*Work request*
Each entry here is to be restated word for word.

[Opening Input data section]

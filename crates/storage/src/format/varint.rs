//! Base-128 unsigned varints in fixed 10-byte slots.
//!
//! Every integer stored on disk (record room, bucket links, entry keys and
//! values) uses the standard little-endian base-128 encoding: seven value bits
//! per byte, high bit set on every byte but the last. A `u64` needs at most
//! ten bytes, so each field reserves a [`SLOT_SIZE`] slot and zero-fills the
//! bytes after the terminator.
//!
//! ## Slot Validation
//!
//! Because writers always zero-fill a slot before encoding, a well-formed slot
//! has exactly one shape: a minimal encoding followed by zeros. [`read_slot`]
//! rejects anything else. Scans rely on this to tell a real header from
//! arbitrary payload bytes while resynchronizing after corruption.

use thiserror::Error;

/// Bytes reserved for one varint field
pub const SLOT_SIZE: usize = 10;

/// Varint decode failures
#[derive(Debug, Clone, Copy, PartialEq, Eq, Error)]
pub enum VarintError {
    /// Input ended before the terminating byte
    #[error("varint truncated")]
    Truncated,
    /// Encoded value does not fit in 64 bits
    #[error("varint overflows u64")]
    Overflow,
    /// Non-minimal encoding or non-zero bytes after the terminator
    #[error("varint slot is not canonical")]
    NonCanonical,
}

/// Encoded length of `value`
#[inline]
pub fn uvarint_len(mut value: u64) -> usize {
    let mut len = 1;
    while value >= 0x80 {
        value >>= 7;
        len += 1;
    }
    len
}

/// Encode `value` at the start of `buf`, returning bytes written.
///
/// `buf` must hold at least [`uvarint_len`] bytes.
#[inline]
pub fn encode_uvarint(mut value: u64, buf: &mut [u8]) -> usize {
    let mut i = 0;
    while value >= 0x80 {
        buf[i] = (value as u8) | 0x80;
        value >>= 7;
        i += 1;
    }
    buf[i] = value as u8;
    i + 1
}

/// Decode a varint from the start of `buf`, returning `(value, bytes_read)`.
pub fn decode_uvarint(buf: &[u8]) -> Result<(u64, usize), VarintError> {
    let mut value = 0u64;
    for (i, &byte) in buf.iter().enumerate().take(SLOT_SIZE) {
        if i == SLOT_SIZE - 1 && byte > 1 {
            return Err(VarintError::Overflow);
        }
        value |= u64::from(byte & 0x7f) << (7 * i);
        if byte < 0x80 {
            if byte == 0 && i > 0 {
                return Err(VarintError::NonCanonical);
            }
            return Ok((value, i + 1));
        }
    }
    if buf.len() >= SLOT_SIZE {
        Err(VarintError::Overflow)
    } else {
        Err(VarintError::Truncated)
    }
}

/// Zero-fill `slot` and encode `value` into it
#[inline]
pub fn write_slot(slot: &mut [u8], value: u64) {
    slot[..SLOT_SIZE].fill(0);
    encode_uvarint(value, slot);
}

/// Encode `value` into a fresh slot
#[inline]
pub fn slot_bytes(value: u64) -> [u8; SLOT_SIZE] {
    let mut slot = [0u8; SLOT_SIZE];
    encode_uvarint(value, &mut slot);
    slot
}

/// Decode a full slot, requiring zeros after the terminator
pub fn read_slot(slot: &[u8]) -> Result<u64, VarintError> {
    if slot.len() < SLOT_SIZE {
        return Err(VarintError::Truncated);
    }
    let (value, len) = decode_uvarint(&slot[..SLOT_SIZE])?;
    if slot[len..SLOT_SIZE].iter().any(|&b| b != 0) {
        return Err(VarintError::NonCanonical);
    }
    Ok(value)
}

[Closing Input data section]

*Answer section*
filename crates/storage/src/format/varint.rs
//! Base-128 unsigned varints in fixed 10-byte slots.
//!
//! Every integer stored on disk (record room, bucket links, entry keys and
//! values) uses the standard little-endian base-128 encoding: seven value bits
//! per byte, high bit set on every byte but the last. A `u64` needs at most
//! ten bytes, so each field reserves a [`SLOT_SIZE`] slot and zero-fills the
//! bytes after the terminator.
//!
//! ## Slot Validation
//!
//! Because writers always zero-fill a slot before encoding, a well-formed slot
//! has exactly one shape: a minimal encoding followed by zeros. [`read_slot`]
//! rejects anything else. Scans rely on this to tell a real header from
//! arbitrary payload bytes while resynchronizing after corruption.

use thiserror::Error;

/// Bytes reserved for one varint field
pub const SLOT_SIZE: usize = 10;

/// Varint decode failures
#[derive(Debug, Clone, Copy, PartialEq, Eq, Error)]
pub enum VarintError {
    /// Input ended before the terminating byte
    #[error("varint truncated")]
    Truncated,
    /// Encoded value does not fit in 64 bits
    #[error("varint overflows u64")]
    Overflow,
    /// Non-minimal encoding or non-zero bytes after the terminator
    #[error("varint slot is not canonical")]
    NonCanonical,
}

/// Encoded length of `value`
#[inline]
pub fn uvarint_len(mut value: u64) -> usize {
    let mut len = 1;
    while value >= 0x80 {
        value >>= 7;
        len += 1;
    }
    len
}

/// Encode `value` at the start of `buf`, returning bytes written.
///
/// `buf` must hold at least [`uvarint_len`] bytes.
#[inline]
pub fn encode_uvarint(mut value: u64, buf: &mut [u8]) -> usize {
    let mut i = 0;
    while value >= 0x80 {
        buf[i] = (value as u8) | 0x80;
        value >>= 7;
        i += 1;
    }
    buf[i] = value as u8;
    i + 1
}

/// Decode a varint from the start of `buf`, returning `(value, bytes_read)`.
pub fn decode_uvarint(buf: &[u8]) -> Result<(u64, usize), VarintError> {
    let mut value = 0u64;
    for (i, &byte) in buf.iter().enumerate().take(SLOT_SIZE) {
        if i == SLOT_SIZE - 1 && byte > 1 {
            return Err(VarintError::Overflow);
        }
        value |= u64::from(byte & 0x7f) << (7 * i);
        if byte < 0x80 {
            if byte == 0 && i > 0 {
                return Err(VarintError::NonCanonical);
            }
            return Ok((value, i + 1));
        }
    }
    if buf.len() >= SLOT_SIZE {
        Err(VarintError::Overflow)
    } else {
        Err(VarintError::Truncated)
    }
}

/// Zero-fill `slot` and encode `value` into it
#[inline]
pub fn write_slot(slot: &mut [u8], value: u64) {
    slot[..SLOT_SIZE].fill(0);
    encode_uvarint(value, slot);
}

/// Encode `value` into a fresh slot
#[inline]
pub fn slot_bytes(value: u64) -> [u8; SLOT_SIZE] {
    let mut slot = [0u8; SLOT_SIZE];
    encode_uvarint(value, &mut slot);
    slot
}

/// Decode a full slot, requiring zeros after the terminator
pub fn read_slot(slot: &[u8]) -> Result<u64, VarintError> {
    if slot.len() < SLOT_SIZE {
        return Err(VarintError::Truncated);
    }
    let (value, len) = decode_uvarint(&slot[..SLOT_SIZE])?;
    if slot[len..SLOT_SIZE].iter().any(|&b| b != 0) {
        return Err(VarintError::NonCanonical);
    }
    Ok(value)
}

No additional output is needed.